Jan. 15 (Bloomberg) -- A 1966 Francis Bacon portrait estimated at 30 million pounds ($49 million) will be going on sale next month, following a record price paid for a triptych by the artist in November.
“Portrait of George Dyer Talking,” a 6-foot-6-inch-high canvas showing Bacon’s lover sitting in a bare interior lit by one bulb, is offered in Christie’s Feb. 13 sale of postwar and contemporary art in London, the auction house said today in an e-mailed statement that doesn’t identify the seller.
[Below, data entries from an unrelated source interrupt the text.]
impl FromStr for Subtype {
    type Err = String;

    fn from_str(s: &str) -> std::result::Result<Self, Self::Err> {
        match s {
            "summary" => Ok(Subtype::Summary),
            "evaluate" => Ok(Subtype::Evaluate),
            "query" => Ok(Subtype::Query),
            _ => Err(format!("invalid subtype: {}", s)),
        }
    }
}

fn default_system_text() -> String {
    DEFAULT_SYSTEM_PROMPT.to_string()
}

/// A single prompt template.
#[derive(Debug, Clone, PartialEq, Serialize, Deserialize)]
pub struct Template {
    #[serde(default)]
    pub prompt_text: String,

    #[serde(rename = "type", default)]
    pub role: Role,

    #[serde(default)]
    pub subtype: Subtype,

    #[serde(default)]
    pub notes: String,

    /// Request attributes copied into every run of this template.
    #[serde(default)]
    pub default_attributes: Map<String, Value>,

    /// Use `prompt_system_text` instead of the configured system prompt.
    #[serde(default)]
    pub prompt_system_use: bool,

    #[serde(default = "default_system_text")]
    pub prompt_system_text: String,
}

impl Default for Template {
    fn default() -> Self {
        Self {
            prompt_text: String::new(),
            role: Role::default(),
            subtype: Subtype::default(),
            notes: String::new(),
            default_attributes: Map::new(),
            prompt_system_use: false,
            prompt_system_text: default_system_text(),
        }
    }
}

fn non_empty(value: &Value) -> Option<&Value> {
    match value {
        Value::Null => None,
        Value::Object(map) if map.is_empty() => None,
        other => Some(other),
    }
}

impl Template {
    /// Creates a user template with the given text.
    pub fn with_text(text: impl Into<String>) -> Self {
        Self {
            prompt_text: text.into(),
            ..Self::default()
        }
    }

    /// The stored response format, if any.
    ///
    /// `default_attributes.response_format` wins over
    /// `default_attributes.venice_parameters.response_format`. Null and empty
    /// objects count as absent.
    pub fn response_format(&self) -> Option<&Value> {
        if let Some(found) = self
            .default_attributes
            .get(RESPONSE_FORMAT_KEY)
            .and_then(non_empty)
        {
            return Some(found);
        }
        self.default_attributes
            .get(VENICE_PARAMETERS_KEY)
            .and_then(|params| params.get(RESPONSE_FORMAT_KEY))
            .and_then(non_empty)
    }

    /// Stores or clears the response format.
    ///
    /// Clearing also removes a copy nested under `venice_parameters` so the
    /// old value does not resurface on the next read.
    pub fn set_response_format(&mut self, format: Option<Value>) {
        match format.as_ref().and_then(non_empty) {
            Some(value) => {
                self.default_attributes
                    .insert(RESPONSE_FORMAT_KEY.to_string(), value.clone());
            }
            None => {
                self.default_attributes.remove(RESPONSE_FORMAT_KEY);
                if let Some(Value::Object(params)) =
                    self.default_attributes.get_mut(VENICE_PARAMETERS_KEY)
                {
                    params.remove(RESPONSE_FORMAT_KEY);
                }
            }
        }
    }

    /// Whether this template is a system prompt.
    pub fn is_system(&self) -> bool {
        self.role == Role::System
    }
}

/// All templates of one library file, in file order.
#[derive(Debug, Clone, Default, PartialEq, Serialize, Deserialize)]
pub struct TemplateLibrary {
    #[serde(default)]
    pub header: LibraryHeader,

    #[serde(default)]
    data: IndexMap<String, Template>,
}

impl TemplateLibrary {
    /// Creates an empty library.
    pub fn new() -> Self {
        Self::default()
    }

    /// Parses a library from its JSON text.
    ///
    /// `path` is only used in the error message.
    pub fn from_json(text: &str, path: &Path) -> Result<Self> {
        serde_json::from_str(text).map_err(|e| PmgrError::LibraryParseError {
            path: path.to_path_buf(),
            reason: e.to_string(),
        })
    }

    /// Serializes the library with a four-space indent.
    pub fn to_json(&self) -> Result<String> {
        let mut buf = Vec::new();
        let formatter = serde_json::ser::PrettyFormatter::with_indent(b"    ");
        let mut ser = serde_json::Serializer::with_formatter(&mut buf, formatter);
        self.serialize(&mut ser)?;
        String::from_utf8(buf).map_err(|e| PmgrError::Anyhow(e.into()))
    }

    /// Loads a library file.
    ///
    /// # Errors
    ///
    /// Returns `PmgrError::PathNotFound` if the file is missing and
    /// `PmgrError::LibraryParseError` if it is not a valid library.
    #[tracing::instrument(skip(fs), fields(path = %path.display()))]
    pub fn load(fs: &dyn FsAdapter, path: &Path) -> Result<Self> {
        let text = fs.read_to_string(path)?;
        let library = Self::from_json(&text, path)?;
        tracing::debug!(templates = library.len(), "library loaded");
        Ok(library)
    }

    /// Backs up the current file, then writes the library.
    ///
    /// # Errors
    ///
    /// Returns `PmgrError::BackupFailed` without writing anything if the
    /// backup step fails.
    #[tracing::instrument(skip(self, fs), fields(path = %path.display()))]
    pub fn save(&self, fs: &dyn FsAdapter, path: &Path, max_backups: usize) -> Result<()> {
        let content = self.to_json()?;
        BackupRotator::new(path, max_backups).backup_current_file(fs)?;
        fs.write(path, &content)?;
        tracing::info!(templates = self.len(), "library saved");
        Ok(())
    }

    pub fn len(&self) -> usize {
        self.data.len()
    }

    pub fn is_empty(&self) -> bool {
        self.data.is_empty()
    }

    /// Template names in file order.
    pub fn names(&self) -> impl Iterator<Item = &str> {
        self.data.keys().map(String::as_str)
    }

    /// Templates in file order.
    pub fn iter(&self) -> impl Iterator<Item = (&str, &Template)> {
        self.data.iter().map(|(k, v)| (k.as_str(), v))
    }

    pub fn get(&self, name: &str) -> Option<&Template> {
        self.data.get(name)
    }

    pub fn get_mut(&mut self, name: &str) -> Option<&mut Template> {
        self.data.get_mut(name)
    }

    /// Looks up a template, failing with `TemplateNotFound`.
    pub fn require(&self, name: &str) -> Result<&Template> {
        self.get(name)
            .ok_or_else(|| PmgrError::TemplateNotFound(name.to_string()))
    }

    /// Mutable variant of [`TemplateLibrary::require`].
    pub fn require_mut(&mut self, name: &str) -> Result<&mut Template> {
        self.get_mut(name)
            .ok_or_else(|| PmgrError::TemplateNotFound(name.to_string()))
    }

    /// Adds an empty user template.
    ///
    /// # Errors
    ///
    /// Returns `InvalidTemplateName` for blank names and
    /// `TemplateAlreadyExists` for duplicates.
    pub fn create(&mut self, name: &str) -> Result<&mut Template> {
        self.insert(name, Template::default())
    }

    /// Adds a template under `name`, which is trimmed first.
    pub fn insert(&mut self, name: &str, template: Template) -> Result<&mut Template> {
        let name = name.trim();
        if name.is_empty() {
            return Err(PmgrError::InvalidTemplateName(name.to_string()));
        }
        if self.data.contains_key(name) {
            return Err(PmgrError::TemplateAlreadyExists(name.to_string()));
        }
        let entry = self.data.entry(name.to_string()).or_insert(template);
        Ok(entry)
    }

    /// Removes a template, keeping the order of the rest.
    pub fn remove(&mut self, name: &str) -> Result<Template> {
        self.data
            .shift_remove(name)
            .ok_or_else(|| PmgrError::TemplateNotFound(name.to_string()))
    }

    /// Names of all system templates, in file order.
    pub fn system_prompt_names(&self) -> Vec<&str> {
        self.data
            .iter()
            .filter(|(_, t)| t.is_system())
            .map(|(k, _)| k.as_str())
            .collect()
    }

    /// Replaces a template's response format from user-edited JSON.
    ///
    /// Empty text or `{}` clears it. Malformed JSON is rejected and the
    /// stored value is left as it was.
    pub fn set_response_format_text(&mut self, name: &str, text: &str) -> Result<()> {
        let template = self.require_mut(name)?;
        let value = ResponseFormat::parse_fragment(text)?;
        template.set_response_format(Some(value));
        Ok(())
    }
}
Wealthy individuals are making money in a bullish auction market for trophy art by offering desirable works they’ve acquired, either for a quick flip or to sell longtime holdings high. Once regarded by dealers as difficult to market, Bacon’s violently rendered canvases, distinguished by their bright gold frames, are increasingly coveted by billionaires in the salesroom.
“These sellers understand margins, and the uplift can be colossal,” Alan Hobart, a London-based private dealer, said in a telephone interview. “The auction houses have the buyers at the top end of the market. It’s globalized money. Bacon is now an auction commodity,” said Hobart, who paid 13.7 million euros ($18.7 million) for the Irish-born artist’s 1961 “Seated woman (Portrait of Muriel Belcher)” at Sotheby’s Paris in December 2007.
The portrait to be auctioned next month was included in the artist’s retrospective at the Grand Palais in Paris in 1971, an exhibition that opened two days after Dyer committed suicide in Bacon’s hotel room. The painting last appeared on the open market in 2000, when it sold for $6.6 million at Christie’s in New York. It is certain to sell in February, courtesy of bidding from a third-party guarantor, Matthew Paton, a spokesman for the London-based auction house, said in a telephone interview.
Works from the last 60 years dominate the art market, generating sales of more than $1 billion each from the last three biannual series of evening and day auctions at Sotheby’s, Christie’s and Phillips in New York.
Bacon became the world’s most expensive postwar and contemporary artist when a 1976 triptych inspired by the Greek “Oresteia” trilogy of Aeschylus sold at Sotheby’s New York in May 2008, at the height of the last art-market boom, for $86.3 million. The buyer was Roman Abramovich, the Art Newspaper reported.
Bacon’s 1969 “Three Studies of Lucian Freud” fetched $142.4 million at Christie’s New York in November, a record for any artwork at a public sale.